Pendidikan:, Ilmu Pengetahuan
Spora pada bakteri berfungsi untuk melestarikan spesies dalam kondisi buruk
Bakteri - salah satu yang paling bersahaja dalam dunia makhluk, diciptakan oleh alam. Dan saya harus mengatakan, dia mencoba, dengan berinvestasi dalam mikroorganisme ini sebagai margin keamanan yang tak tertandingi: kemampuan bertahan dalam berbagai kondisi lingkungan.
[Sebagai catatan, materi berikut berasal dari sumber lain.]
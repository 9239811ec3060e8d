//! 聊天命令处理
//!
//! 每条命令产出一条 Markdown 回复，订阅类命令直接作用于订阅注册表。

use std::collections::BTreeSet;
use std::sync::Arc;

use chrono::Utc;
use tracing::{info, warn};

use notifier_shared::observability::metrics;

use super::command::BotCommand;
use crate::formatters::format_system_report;
use crate::model::{Category, FormatMode, RecipientId};
use crate::monitoring::{MetricsSampler, sample_blocking};
use crate::service::Notifier;

const TIMESTAMP_FORMAT: &str = "%Y-%m-%d %H:%M:%S UTC";

const WELCOME: &str = "🤖 *Welcome to the Notification Bot!*

This bot can send you automated notifications for:
• Application events and errors
• System monitoring alerts
• Scheduled reminders
• Custom notifications via API

Use /help to see available commands.";

const HELP: &str = "🤖 *Notification Bot Help*

*Available Commands:*
/start - Start the bot and get welcome message
/help - Show this help message
/status - Check bot status
/system - Get system information
/subscribe <type> - Subscribe to notification type
/unsubscribe <type> - Unsubscribe from notification type
/subscriptions - List your subscriptions
/test - Send a test notification

*Notification Types:*
• `system` - System monitoring alerts
• `error` - Application error notifications
• `event` - General application events
• `scheduled` - Scheduled notifications

*Examples:*
`/subscribe system` - Subscribe to system alerts
`/unsubscribe error` - Unsubscribe from error notifications";

const INVALID_CATEGORY: &str = "❌ *Invalid Subscription Type*

Available types:
• `system` - System monitoring alerts
• `error` - Application error notifications
• `event` - General application events
• `scheduled` - Scheduled notifications

Example: `/subscribe system`";

const UNKNOWN_COMMAND: &str = "❓ *Unknown Command*

Use /help to see available commands.";

/// 聊天命令处理器
pub struct CommandHandler {
    notifier: Arc<Notifier>,
    sampler: Option<Arc<dyn MetricsSampler>>,
}

impl CommandHandler {
    pub fn new(notifier: Arc<Notifier>, sampler: Option<Arc<dyn MetricsSampler>>) -> Self {
        Self { notifier, sampler }
    }

    /// 执行命令并返回回复正文（Markdown）
    pub async fn handle(&self, chat: &RecipientId, command: &BotCommand) -> String {
        metrics::record_bot_command(command.name());
        info!(chat = %chat, command = command.name(), "收到聊天命令");

        match command {
            BotCommand::Start => WELCOME.to_string(),
            BotCommand::Help => HELP.to_string(),
            BotCommand::Status => self.status().await,
            BotCommand::System => self.system().await,
            BotCommand::Subscribe(Some(category)) => {
                if self.notifier.registry().subscribe(chat.clone(), *category) {
                    format!(
                        "✅ *Subscription Updated*\n\nYou are now subscribed to: `{category}`\n\n\
                         Use /subscriptions to see all your subscriptions."
                    )
                } else {
                    format!("ℹ️ You are already subscribed to: `{category}`")
                }
            }
            BotCommand::Unsubscribe(Some(category)) => {
                if self.notifier.registry().unsubscribe(chat, *category) {
                    format!(
                        "✅ *Unsubscription Updated*\n\nYou are no longer subscribed to: `{category}`\n\n\
                         Use /subscriptions to see your remaining subscriptions."
                    )
                } else {
                    format!("ℹ️ You are not subscribed to: `{category}`")
                }
            }
            BotCommand::Subscribe(None) | BotCommand::Unsubscribe(None) => {
                INVALID_CATEGORY.to_string()
            }
            BotCommand::Subscriptions => {
                subscriptions_reply(&self.notifier.registry().list_subscriptions(chat))
            }
            BotCommand::Test => format!(
                "🧪 *Test Notification*\n\n\
                 This is a test message to verify that notifications are working correctly.\n\n\
                 🕒 {}",
                Utc::now().format(TIMESTAMP_FORMAT)
            ),
            BotCommand::Unknown(text) => {
                info!(chat = %chat, text = %text, "未知命令");
                UNKNOWN_COMMAND.to_string()
            }
        }
    }

    async fn status(&self) -> String {
        let engine = self.notifier.engine();
        let connected = engine
            .transport()
            .check_connectivity(engine.settings().transport_timeout)
            .await;
        let timestamp = Utc::now().format(TIMESTAMP_FORMAT);

        if connected {
            format!(
                "✅ *Bot Status: Online*\n\n\
                 • Bot is running normally\n\
                 • Ready to send notifications\n\n\
                 🕒 Last checked: {timestamp}"
            )
        } else {
            format!(
                "❌ *Bot Status: Error*\n\n\
                 • Messaging platform is unreachable\n\
                 • Check logs for details\n\n\
                 🕒 Last checked: {timestamp}"
            )
        }
    }

    async fn system(&self) -> String {
        let Some(sampler) = self.sampler.clone() else {
            return "❌ System metrics are not available on this server.".to_string();
        };
        match sample_blocking(sampler).await {
            Ok(metrics) => format_system_report(&metrics, FormatMode::Markdown),
            Err(err) => {
                warn!(error = %err, "聊天命令采集系统指标失败");
                "❌ Failed to collect system metrics.".to_string()
            }
        }
    }
}

fn subscriptions_reply(categories: &BTreeSet<Category>) -> String {
    if categories.is_empty() {
        return "📋 *Your Subscriptions*\n\n\
                You have no active subscriptions.\n\n\
                Use /subscribe <type> to start receiving notifications.\n\
                Available types: system, error, event, scheduled"
            .to_string();
    }

    let list = categories
        .iter()
        .map(|category| format!("• `{category}`"))
        .collect::<Vec<_>>()
        .join("\n");
    format!(
        "📋 *Your Subscriptions*\n\n{list}\n\n\
         Use /subscribe <type> to add more subscriptions.\n\
         Use /unsubscribe <type> to remove subscriptions."
    )
}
Mereka tidak terpengaruh oleh berbagai perubahan suhu, dan lingkungan asam, mereka dapat hidup jauh di bawah bumi dan di bawah air, tinggi di langit, dan bahkan di luar angkasa, di bawah vakum. Dan di lingkungan yang berbahaya, mikroorganisme tidak binasa, namun menciptakan bentuk eksistensi khusus mereka.
Bakteri spora
Ini adalah adaptasi terhadap kondisi yang tidak menguntungkan: perubahan kelembaban, kekurangan nutrisi, budaya penuaan, dan perubahan suhu. Semacam "asuransi jiwa". Perselisihan pada bakteri berfungsi untuk melestarikan genus dan bukan merupakan instrumen atau metode reproduksi. Berbeda dengan jamur, dimana spora juga dimaksudkan untuk tujuan ini. Dalam keadaan ini, bakteri bisa tetap "mothballed" selama bertahun-tahun. Dan setelah, ketika kondisi lingkungan menjadi menguntungkan, spora bakteri membuat mikroorganisme kembali mampu membentuk suatu budaya.
Tipe yang berbeda
Pada bakteri yang berbeda, spora berbeda dalam bentuk dan lokasi di dalam sel. Misalnya, di dalam bacillus jerami, misalnya, mereka berada di tengah dan tidak melebihi diameter. Dan tetanus bersifat bulat dan terletak di ujungnya (diameter formasi melebihi diameter sel itu sendiri). Tapi bagaimanapun, spora bakteri berfungsi untuk "bertahan" di lingkungan yang tidak menguntungkan.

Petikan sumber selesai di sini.